■ WHAT NEEDS TO BE DONE ■
Show each line from the records below in which the word "output" occurs.

■ INPUT RECORDS ■
[Start of Attachment]

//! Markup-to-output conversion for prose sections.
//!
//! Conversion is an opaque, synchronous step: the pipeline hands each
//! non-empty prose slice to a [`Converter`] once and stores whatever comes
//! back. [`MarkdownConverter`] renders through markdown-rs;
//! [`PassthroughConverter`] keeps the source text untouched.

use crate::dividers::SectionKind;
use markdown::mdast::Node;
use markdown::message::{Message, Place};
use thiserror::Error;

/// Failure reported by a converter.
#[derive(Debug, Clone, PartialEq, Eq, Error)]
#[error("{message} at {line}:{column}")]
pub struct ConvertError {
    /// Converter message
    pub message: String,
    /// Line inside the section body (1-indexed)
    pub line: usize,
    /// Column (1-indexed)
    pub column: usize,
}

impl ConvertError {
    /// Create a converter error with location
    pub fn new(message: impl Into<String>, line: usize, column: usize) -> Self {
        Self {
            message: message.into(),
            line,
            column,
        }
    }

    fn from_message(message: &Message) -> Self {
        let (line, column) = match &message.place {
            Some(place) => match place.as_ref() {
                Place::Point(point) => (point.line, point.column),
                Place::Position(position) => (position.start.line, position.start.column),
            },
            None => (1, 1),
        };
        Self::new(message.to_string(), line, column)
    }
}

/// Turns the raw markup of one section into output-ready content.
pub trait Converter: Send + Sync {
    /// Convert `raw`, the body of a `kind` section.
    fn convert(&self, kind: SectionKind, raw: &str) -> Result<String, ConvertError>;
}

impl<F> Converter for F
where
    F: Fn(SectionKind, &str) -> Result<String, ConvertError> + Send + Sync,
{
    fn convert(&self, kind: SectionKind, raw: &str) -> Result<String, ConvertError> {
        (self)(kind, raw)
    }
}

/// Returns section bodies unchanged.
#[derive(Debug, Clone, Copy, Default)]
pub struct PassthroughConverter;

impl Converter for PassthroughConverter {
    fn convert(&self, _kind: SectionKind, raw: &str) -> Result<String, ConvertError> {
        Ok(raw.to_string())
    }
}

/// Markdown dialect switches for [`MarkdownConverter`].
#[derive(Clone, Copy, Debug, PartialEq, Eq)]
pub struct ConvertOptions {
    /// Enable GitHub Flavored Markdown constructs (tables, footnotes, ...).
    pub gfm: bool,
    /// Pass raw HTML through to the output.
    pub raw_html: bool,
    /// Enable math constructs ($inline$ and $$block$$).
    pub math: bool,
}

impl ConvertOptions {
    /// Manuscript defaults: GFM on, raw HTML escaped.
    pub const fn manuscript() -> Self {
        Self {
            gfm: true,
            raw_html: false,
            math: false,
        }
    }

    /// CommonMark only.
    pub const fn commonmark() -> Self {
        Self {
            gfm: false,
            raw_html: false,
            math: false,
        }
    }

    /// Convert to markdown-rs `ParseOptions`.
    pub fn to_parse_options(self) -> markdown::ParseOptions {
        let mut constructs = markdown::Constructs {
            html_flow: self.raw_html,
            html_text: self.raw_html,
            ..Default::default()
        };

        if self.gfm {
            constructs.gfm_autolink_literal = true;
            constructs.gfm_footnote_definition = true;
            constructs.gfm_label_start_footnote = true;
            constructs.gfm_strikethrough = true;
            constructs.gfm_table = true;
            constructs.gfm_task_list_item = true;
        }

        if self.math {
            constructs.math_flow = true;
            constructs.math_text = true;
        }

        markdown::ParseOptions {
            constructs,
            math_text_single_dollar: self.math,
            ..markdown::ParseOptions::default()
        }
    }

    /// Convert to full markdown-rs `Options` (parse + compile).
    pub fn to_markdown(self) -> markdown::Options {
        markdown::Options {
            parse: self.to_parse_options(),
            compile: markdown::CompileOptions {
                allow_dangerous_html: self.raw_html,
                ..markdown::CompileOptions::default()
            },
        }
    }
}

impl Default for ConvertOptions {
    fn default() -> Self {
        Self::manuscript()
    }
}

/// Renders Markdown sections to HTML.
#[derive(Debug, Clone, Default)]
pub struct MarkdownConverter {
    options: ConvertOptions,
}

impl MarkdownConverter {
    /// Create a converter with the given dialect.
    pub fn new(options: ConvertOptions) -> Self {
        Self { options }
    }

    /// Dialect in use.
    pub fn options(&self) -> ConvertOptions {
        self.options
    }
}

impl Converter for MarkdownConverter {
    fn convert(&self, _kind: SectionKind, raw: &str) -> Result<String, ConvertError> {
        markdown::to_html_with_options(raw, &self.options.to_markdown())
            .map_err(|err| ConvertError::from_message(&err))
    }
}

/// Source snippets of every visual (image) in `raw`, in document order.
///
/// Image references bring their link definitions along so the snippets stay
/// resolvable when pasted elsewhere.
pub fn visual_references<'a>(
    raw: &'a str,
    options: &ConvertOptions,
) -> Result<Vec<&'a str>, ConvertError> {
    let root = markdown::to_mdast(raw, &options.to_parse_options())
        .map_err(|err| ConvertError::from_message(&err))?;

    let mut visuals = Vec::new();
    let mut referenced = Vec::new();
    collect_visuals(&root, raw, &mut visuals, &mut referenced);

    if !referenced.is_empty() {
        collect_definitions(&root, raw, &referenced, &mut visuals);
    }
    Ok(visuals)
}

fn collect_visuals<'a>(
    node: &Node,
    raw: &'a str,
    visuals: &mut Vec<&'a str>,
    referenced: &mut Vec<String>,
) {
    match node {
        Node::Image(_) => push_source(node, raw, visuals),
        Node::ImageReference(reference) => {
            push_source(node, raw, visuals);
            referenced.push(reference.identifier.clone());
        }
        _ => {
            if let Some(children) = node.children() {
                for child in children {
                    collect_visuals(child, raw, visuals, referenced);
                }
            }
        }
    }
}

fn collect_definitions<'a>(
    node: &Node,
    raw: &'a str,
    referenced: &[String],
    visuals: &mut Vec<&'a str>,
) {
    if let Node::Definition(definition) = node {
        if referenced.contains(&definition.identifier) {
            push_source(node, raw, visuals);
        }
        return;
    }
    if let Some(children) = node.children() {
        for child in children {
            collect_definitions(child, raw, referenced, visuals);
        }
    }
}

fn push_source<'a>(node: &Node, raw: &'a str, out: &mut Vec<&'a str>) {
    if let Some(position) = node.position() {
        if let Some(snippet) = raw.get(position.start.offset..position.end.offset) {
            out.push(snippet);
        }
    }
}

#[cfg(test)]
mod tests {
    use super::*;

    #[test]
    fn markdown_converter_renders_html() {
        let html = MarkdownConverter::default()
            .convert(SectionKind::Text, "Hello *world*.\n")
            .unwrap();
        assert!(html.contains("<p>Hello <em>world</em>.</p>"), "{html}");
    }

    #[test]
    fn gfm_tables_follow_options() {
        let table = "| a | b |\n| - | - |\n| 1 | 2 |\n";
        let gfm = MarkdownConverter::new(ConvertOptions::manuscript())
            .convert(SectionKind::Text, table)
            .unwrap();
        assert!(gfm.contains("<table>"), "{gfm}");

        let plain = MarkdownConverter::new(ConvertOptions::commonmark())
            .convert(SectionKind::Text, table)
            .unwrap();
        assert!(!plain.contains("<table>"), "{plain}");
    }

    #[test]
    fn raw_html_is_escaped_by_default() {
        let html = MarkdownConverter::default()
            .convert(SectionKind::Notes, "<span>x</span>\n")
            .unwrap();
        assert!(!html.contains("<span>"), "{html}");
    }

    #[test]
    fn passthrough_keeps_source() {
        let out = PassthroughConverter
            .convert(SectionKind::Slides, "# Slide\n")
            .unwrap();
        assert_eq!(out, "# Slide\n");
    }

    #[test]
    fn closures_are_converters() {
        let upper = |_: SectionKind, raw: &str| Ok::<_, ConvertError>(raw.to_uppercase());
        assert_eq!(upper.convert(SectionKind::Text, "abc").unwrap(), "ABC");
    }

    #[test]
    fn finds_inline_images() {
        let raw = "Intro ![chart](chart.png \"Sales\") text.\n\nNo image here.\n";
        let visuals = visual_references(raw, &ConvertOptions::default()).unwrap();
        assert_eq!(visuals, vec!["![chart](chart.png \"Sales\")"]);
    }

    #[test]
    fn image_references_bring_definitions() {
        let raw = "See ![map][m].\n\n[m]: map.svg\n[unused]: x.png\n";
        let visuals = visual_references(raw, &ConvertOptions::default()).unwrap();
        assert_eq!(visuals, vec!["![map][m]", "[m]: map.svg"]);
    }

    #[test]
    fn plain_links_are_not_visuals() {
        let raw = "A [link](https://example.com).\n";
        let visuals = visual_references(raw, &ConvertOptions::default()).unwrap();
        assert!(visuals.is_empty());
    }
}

[End of Attachment]
[Start of Attachment]

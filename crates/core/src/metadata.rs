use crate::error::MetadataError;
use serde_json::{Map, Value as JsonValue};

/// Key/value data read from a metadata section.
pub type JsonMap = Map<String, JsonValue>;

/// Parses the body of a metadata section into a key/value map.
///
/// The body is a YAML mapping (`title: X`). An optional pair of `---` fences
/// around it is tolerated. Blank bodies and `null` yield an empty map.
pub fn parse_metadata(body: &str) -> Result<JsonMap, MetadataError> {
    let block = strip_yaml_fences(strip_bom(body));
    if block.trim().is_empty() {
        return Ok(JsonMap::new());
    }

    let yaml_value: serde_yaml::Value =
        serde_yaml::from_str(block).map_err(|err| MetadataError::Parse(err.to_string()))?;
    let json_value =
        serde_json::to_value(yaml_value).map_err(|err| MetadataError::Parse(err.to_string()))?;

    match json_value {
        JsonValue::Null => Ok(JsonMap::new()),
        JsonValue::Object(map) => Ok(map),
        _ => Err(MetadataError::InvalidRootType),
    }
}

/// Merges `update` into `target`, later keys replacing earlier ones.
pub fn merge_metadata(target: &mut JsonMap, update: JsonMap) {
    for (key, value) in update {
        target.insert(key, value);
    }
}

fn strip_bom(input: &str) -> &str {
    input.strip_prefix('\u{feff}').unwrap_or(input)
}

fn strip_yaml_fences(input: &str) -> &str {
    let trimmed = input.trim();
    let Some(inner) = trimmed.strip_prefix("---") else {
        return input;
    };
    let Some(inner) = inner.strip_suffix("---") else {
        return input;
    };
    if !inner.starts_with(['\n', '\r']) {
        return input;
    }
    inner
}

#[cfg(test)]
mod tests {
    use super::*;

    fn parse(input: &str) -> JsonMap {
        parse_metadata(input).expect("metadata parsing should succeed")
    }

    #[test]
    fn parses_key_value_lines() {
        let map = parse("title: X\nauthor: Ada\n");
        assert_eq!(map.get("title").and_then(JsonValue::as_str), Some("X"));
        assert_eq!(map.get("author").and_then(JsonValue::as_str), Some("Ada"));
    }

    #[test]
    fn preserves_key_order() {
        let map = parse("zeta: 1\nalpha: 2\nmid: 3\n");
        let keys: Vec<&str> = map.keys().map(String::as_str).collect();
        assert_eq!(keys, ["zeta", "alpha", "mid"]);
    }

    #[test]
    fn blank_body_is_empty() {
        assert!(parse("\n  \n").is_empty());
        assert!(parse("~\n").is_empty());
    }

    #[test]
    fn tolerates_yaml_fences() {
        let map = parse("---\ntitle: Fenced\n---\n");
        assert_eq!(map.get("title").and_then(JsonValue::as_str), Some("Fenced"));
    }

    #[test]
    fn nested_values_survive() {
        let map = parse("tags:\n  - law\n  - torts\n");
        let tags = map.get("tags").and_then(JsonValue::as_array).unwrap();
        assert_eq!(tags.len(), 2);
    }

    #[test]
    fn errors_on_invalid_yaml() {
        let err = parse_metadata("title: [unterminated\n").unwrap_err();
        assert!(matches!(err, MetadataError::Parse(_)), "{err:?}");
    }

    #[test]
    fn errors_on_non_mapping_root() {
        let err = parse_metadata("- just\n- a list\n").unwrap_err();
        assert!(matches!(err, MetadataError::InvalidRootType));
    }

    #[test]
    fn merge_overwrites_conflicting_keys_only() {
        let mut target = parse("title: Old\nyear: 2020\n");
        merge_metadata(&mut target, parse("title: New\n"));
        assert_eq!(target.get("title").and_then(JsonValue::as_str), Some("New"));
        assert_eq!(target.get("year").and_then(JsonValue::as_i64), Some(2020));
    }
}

[End of Attachment]
[Start of Attachment]

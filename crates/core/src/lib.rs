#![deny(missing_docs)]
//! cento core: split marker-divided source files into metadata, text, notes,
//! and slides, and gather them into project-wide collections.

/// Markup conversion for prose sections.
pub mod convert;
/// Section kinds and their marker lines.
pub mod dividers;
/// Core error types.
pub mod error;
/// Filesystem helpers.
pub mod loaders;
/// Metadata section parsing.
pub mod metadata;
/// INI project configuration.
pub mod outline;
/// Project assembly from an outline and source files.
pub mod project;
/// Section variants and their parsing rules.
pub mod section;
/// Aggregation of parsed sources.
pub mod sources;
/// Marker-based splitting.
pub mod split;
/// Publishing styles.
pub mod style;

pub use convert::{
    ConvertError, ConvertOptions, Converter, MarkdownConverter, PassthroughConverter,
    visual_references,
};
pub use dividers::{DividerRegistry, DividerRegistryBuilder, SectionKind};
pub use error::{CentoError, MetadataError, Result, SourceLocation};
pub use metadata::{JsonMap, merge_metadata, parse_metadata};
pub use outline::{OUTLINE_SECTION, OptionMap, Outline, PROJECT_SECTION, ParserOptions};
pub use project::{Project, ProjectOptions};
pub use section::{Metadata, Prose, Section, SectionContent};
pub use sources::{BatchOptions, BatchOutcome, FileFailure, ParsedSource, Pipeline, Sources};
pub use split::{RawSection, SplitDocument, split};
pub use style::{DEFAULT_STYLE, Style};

[End of Attachment]

■ RESULT OF THIS EXERCISE ■
//! Markup-to-output conversion for prose sections.
/// Turns the raw markup of one section into output-ready content.
    /// Pass raw HTML through to the output.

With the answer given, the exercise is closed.